WORK ORDER –
Could you print all the entries exactly?

━━━━━ DATASET RECORDS

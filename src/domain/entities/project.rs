use serde::{Deserialize, Serialize};

/// Card-level view used by the project list.
#[derive(Debug, Clone, Serialize, Deserialize)]
#[serde(rename_all = "camelCase")]
pub struct ProjectSummary {
    pub id: String,
    pub title: String,
    pub slug: String,
    pub short: String,
    pub cover: String,
    pub tech: Vec<String>,
    pub year: u16,
    pub featured: bool,
}

#[derive(Debug, Clone, Serialize, Deserialize)]
#[serde(rename_all = "camelCase")]
pub struct ProjectDetail {
    #[serde(flatten)]
    pub summary: ProjectSummary,
    pub description: String,
    pub images: Vec<String>,
    pub role: String,
    pub duration: String,
    pub links: ProjectLinks,
    pub highlights: Vec<String>,
}

#[derive(Debug, Clone, Serialize, Deserialize)]
pub struct ProjectLinks {
    pub repo: String,
    pub live: String,
}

━━━━━━━━━━

ANSWER BOX –
filename src/domain/entities/project.rs
use serde::{Deserialize, Serialize};

/// Card-level view used by the project list.
#[derive(Debug, Clone, Serialize, Deserialize)]
#[serde(rename_all = "camelCase")]
pub struct ProjectSummary {
    pub id: String,
    pub title: String,
    pub slug: String,
    pub short: String,
    pub cover: String,
    pub tech: Vec<String>,
    pub year: u16,
    pub featured: bool,
}

#[derive(Debug, Clone, Serialize, Deserialize)]
#[serde(rename_all = "camelCase")]
pub struct ProjectDetail {
    #[serde(flatten)]
    pub summary: ProjectSummary,
    pub description: String,
    pub images: Vec<String>,
    pub role: String,
    pub duration: String,
    pub links: ProjectLinks,
    pub highlights: Vec<String>,
}

#[derive(Debug, Clone, Serialize, Deserialize)]
pub struct ProjectLinks {
    pub repo: String,
    pub live: String,
}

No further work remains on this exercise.